If you do get high temp paint, then clear coating, really isnt necessary...atleast thats my opinion...

P.S. the can of high temp I have, only cost arond 10 bucks a can ....brand/manufacturer was VHT .

P.S.S. The high temp rated paint, is chemical resistant, oil resistant, and all that other crap.....so a clear coat isnt required....


----------



## wes (Apr 30, 2002)

thestunts200sx said:


> You can get high temp rating powder coating done.
> 
> But you might as well, just goto a auto shop ( like kragens, napa, etc... ), and buy high temp ceramic spray paint and do it yourself.
> 
> ...



The paint WILL come of eventually. High temp coatings typically are not powder.


----------



## myoung (Apr 15, 2002)

wess said:


> The paint WILL come of eventually. High temp coatings typically are not powder.


True.... it's worth a few bucks more to get it powder coated... will clean up easier and last forever


----------



## MorrisPowderCoating (Jan 14, 2006)

*If you don't mind me throwing my .02 in on this one....  

Like stated in a previous post...Paint will eventually peel if it's from a spray can. It just will. Powder will be on the part until YOU decide to change it or take it off. Ceramic coating helps to hold heat IN...you can do your heads/block with ceramic if you don't mind that you will lose some heat dispursement from your parts.

While hi-temp coatings do sound like your best route...there are many who have coated entire block,heads,intake, and oil pan with regular temp powder. And it works and lasts! And to mention what someone else already has, it cleans up TONS easier than paint.

Just a few bits that might help you decide...hope it helps.

Kevin*


----------



## SonsofWisdom (Mar 29, 2004)

uhm...head? or do you mean head cover? Don't paint or powder coat your head

....valve cover (also refered to as head cover) go with what was said above.


----------



## b13pnoysentra (Mar 30, 2005)

I bought a 5 dollar can of gloss black 500 degree engine enamel at Pep Boys and painted my valve cover. Make sure u cover everything if you're not taking out the valve cover. From spark plugs to hoses to wires and the o2 sensor: wrap them up in tape and newspaper. I did a layer of coats every 30 minutes with a total of 5 coatings. I liked how it turned out so I did my manifold cover as well. The only thing you'll notice after the paintjob is the baking smell of the paint coming from the engine bay when it's hot. 

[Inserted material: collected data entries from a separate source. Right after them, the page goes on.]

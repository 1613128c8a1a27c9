use crossterm::event::{KeyCode, KeyEvent, KeyEventKind, KeyModifiers};
use farmhand_core::domain::Buyer;
use farmhand_core::filter::{
    matches, smart_group_counts, FilterState, QuickFilter, SmartGroup, SmartGroupCounts,
};
use farmhand_core::time::now_utc;

const LIST_EMPTY: &str = "No buyers. Import a CSV or add one with the CLI.";

#[derive(Debug, Clone, Copy, PartialEq, Eq)]
pub enum Mode {
    List,
    SearchEditing,
}

pub struct App {
    pub mode: Mode,
    pub show_help: bool,
    pub should_quit: bool,
    pub needs_reload: bool,
    pub search_input: String,
    pub quick: Vec<QuickFilter>,
    /// None selects the implicit "All Buyers" sidebar row.
    pub smart_group: Option<SmartGroup>,
    pub buyers: Vec<Buyer>,
    pub counts: SmartGroupCounts,
    pub visible: Vec<usize>,
    pub selected: usize,
    pub status: Option<String>,
    pub error: Option<String>,
    pub empty_hint: &'static str,
}

impl App {
    pub fn new() -> Self {
        Self {
            mode: Mode::List,
            show_help: false,
            should_quit: false,
            needs_reload: true,
            search_input: String::new(),
            quick: Vec::new(),
            smart_group: None,
            buyers: Vec::new(),
            counts: SmartGroupCounts::default(),
            visible: Vec::new(),
            selected: 0,
            status: None,
            error: None,
            empty_hint: LIST_EMPTY,
        }
    }

    pub fn set_status(&mut self, message: impl Into<String>) {
        self.status = Some(message.into());
    }

    pub fn set_error(&mut self, message: impl Into<String>) {
        self.error = Some(message.into());
    }

    /// Wholesale snapshot swap; sidebar counts come from the full
    /// collection, never the filtered view.
    pub fn apply_snapshot(&mut self, buyers: Vec<Buyer>) {
        self.buyers = buyers;
        self.counts = smart_group_counts(&self.buyers);
        self.refilter();
    }

    pub fn filter_state(&self) -> FilterState {
        FilterState {
            search: self.search_input.clone(),
            quick: self.quick.clone(),
            smart_group: self.smart_group,
            ..Default::default()
        }
    }

    pub fn refilter(&mut self) {
        let state = self.filter_state();
        let now = now_utc();
        self.visible = self
            .buyers
            .iter()
            .enumerate()
            .filter(|(_, buyer)| matches(buyer, &state, now))
            .map(|(index, _)| index)
            .collect();
        if self.selected >= self.visible.len() {
            self.selected = self.visible.len().saturating_sub(1);
        }
    }

    pub fn selected_buyer(&self) -> Option<&Buyer> {
        self.visible
            .get(self.selected)
            .and_then(|index| self.buyers.get(*index))
    }

    pub fn handle_key(&mut self, key: KeyEvent) {
        if key.kind != KeyEventKind::Press && key.kind != KeyEventKind::Repeat {
            return;
        }

        if self.show_help {
            if matches!(key.code, KeyCode::Char('?') | KeyCode::Esc) {
                self.show_help = false;
            }
            return;
        }

        if matches!(
            key,
            KeyEvent {
                code: KeyCode::Char('c'),
                modifiers: KeyModifiers::CONTROL,
                ..
            }
        ) {
            self.should_quit = true;
            return;
        }

        match self.mode {
            Mode::SearchEditing => self.handle_search_key(key),
            Mode::List => self.handle_list_key(key),
        }
    }

    fn handle_search_key(&mut self, key: KeyEvent) {
        match key.code {
            KeyCode::Esc => {
                self.search_input.clear();
                self.mode = Mode::List;
                self.refilter();
            }
            KeyCode::Enter => {
                self.mode = Mode::List;
            }
            KeyCode::Backspace => {
                self.search_input.pop();
                self.refilter();
            }
            KeyCode::Char(ch) => {
                self.search_input.push(ch);
                self.refilter();
            }
            _ => {}
        }
    }

    fn handle_list_key(&mut self, key: KeyEvent) {
        match key.code {
            KeyCode::Char('q') => self.should_quit = true,
            KeyCode::Char('?') => self.show_help = true,
            KeyCode::Char('/') => self.mode = Mode::SearchEditing,
            KeyCode::Char('r') => self.needs_reload = true,
            KeyCode::Char('j') | KeyCode::Down => {
                if self.selected + 1 < self.visible.len() {
                    self.selected += 1;
                }
            }
            KeyCode::Char('k') | KeyCode::Up => {
                self.selected = self.selected.saturating_sub(1);
            }
            KeyCode::Tab => {
                self.cycle_smart_group();
                self.refilter();
            }
            KeyCode::Char(ch @ '1'..='4') => {
                let index = ch as usize - '1' as usize;
                self.toggle_quick(QuickFilter::ALL[index]);
                self.refilter();
            }
            KeyCode::Char('x') | KeyCode::Esc => {
                self.search_input.clear();
                self.quick.clear();
                self.smart_group = None;
                self.refilter();
            }
            _ => {}
        }
    }

    fn toggle_quick(&mut self, quick: QuickFilter) {
        if let Some(position) = self.quick.iter().position(|entry| *entry == quick) {
            self.quick.remove(position);
        } else {
            self.quick.push(quick);
        }
    }

    fn cycle_smart_group(&mut self) {
        self.smart_group = match self.smart_group {
            None => Some(SmartGroup::ALL[0]),
            Some(current) => {
                let position = SmartGroup::ALL
                    .iter()
                    .position(|group| *group == current)
                    .unwrap_or(0);
                if position + 1 < SmartGroup::ALL.len() {
                    Some(SmartGroup::ALL[position + 1])
                } else {
                    None
                }
            }
        };
    }
}

#[cfg(test)]
mod tests {
    use super::{App, Mode};
    use crossterm::event::{KeyCode, KeyEvent};
    use farmhand_core::domain::{Buyer, BuyerId, BuyerStatus};
    use farmhand_core::filter::SmartGroup;

    fn buyer(name: &str, vip: bool) -> Buyer {
        Buyer {
            id: BuyerId::new(),
            fname: Some(name.to_string()),
            lname: None,
            full_name: None,
            email: None,
            phone: None,
            phone2: None,
            phone3: None,
            company: None,
            score: 0,
            notes: None,
            mailing_address: None,
            mailing_city: None,
            mailing_state: None,
            mailing_zip: None,
            locations: Vec::new(),
            tags: Vec::new(),
            vetted: false,
            vip,
            can_receive_sms: true,
            can_receive_email: true,
            property_type: Vec::new(),
            budget_min: None,
            budget_max: None,
            timeline: None,
            source: None,
            status: BuyerStatus::Lead,
            created_at: 0,
            updated_at: 0,
        }
    }

    #[test]
    fn snapshot_refreshes_counts_and_view() {
        let mut app = App::new();
        app.apply_snapshot(vec![buyer("Ada", true), buyer("Grace", false)]);
        assert_eq!(app.visible.len(), 2);
        assert_eq!(app.counts.vip, 1);
    }

    #[test]
    fn typing_in_search_refilters_each_keystroke() {
        let mut app = App::new();
        app.apply_snapshot(vec![buyer("Ada", false), buyer("Grace", false)]);
        app.handle_key(KeyEvent::from(KeyCode::Char('/')));
        assert_eq!(app.mode, Mode::SearchEditing);
        app.handle_key(KeyEvent::from(KeyCode::Char('g')));
        assert_eq!(app.visible.len(), 1);
        app.handle_key(KeyEvent::from(KeyCode::Esc));
        assert_eq!(app.visible.len(), 2);
    }

    #[test]
    fn smart_group_narrows_view_but_not_counts() {
        let mut app = App::new();
        app.apply_snapshot(vec![buyer("Ada", true), buyer("Grace", false)]);
        app.handle_key(KeyEvent::from(KeyCode::Tab));
        assert_eq!(app.smart_group, Some(SmartGroup::ALL[0]));
        assert_eq!(app.visible.len(), 1);
        assert_eq!(app.counts.vip, 1);

        app.handle_key(KeyEvent::from(KeyCode::Char('x')));
        assert_eq!(app.visible.len(), 2);
    }
}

OR you can take off the valve cover and paint it while it's on a flat surface. But you have to get new head gaskets. I didn't do it this way so I wouldn't have to replace any gaskets.


----------



## 2slow95 (Feb 8, 2006)

SonsofWisdom said:


> uhm...head? or do you mean head cover? Don't paint or powder coat your head


Why not?

Any vehicle in the world with iron heads (think old V8s) has them coated in some fashion. The heads on my GM 6.2 are painted, but then again, a 6.2 runs pretty cool.


----------



## latenightcustom (Oct 13, 2005)

Powder coating is for show winners and people who want their finish to last damm near forever. 
If you want your item to look good for a couple of months, come across like everybody eles's scratched, chipped, rusted, and run and sagy paint, then a can of spray paint is probably what you want.
Cleaning powder coat is super easy also, you take a window cleaner and a soft rag and wipe it down. 
Basic powders can handle over 500 deg. High temp powders can handle over 1000 deg.
Powder coating is a the way to go!


----------



## Dustin (Dec 14, 2003)

yeah, just get powder coating done at a good place, and make sure they take their time doing it, the robotics team back in highcshool got our frame powder coated, and they did a horrible job, wavy, and some areas had no coverage. but it looked good when we re did it.


----------



## latenightcustom (Oct 13, 2005)

Dustin said:


> yeah, just get powder coating done at a good place, and make sure they take their time doing it, the robotics team back in highcshool got our frame powder coated, and they did a horrible job, wavy, and some areas had no coverage. but it looked good when we re did it.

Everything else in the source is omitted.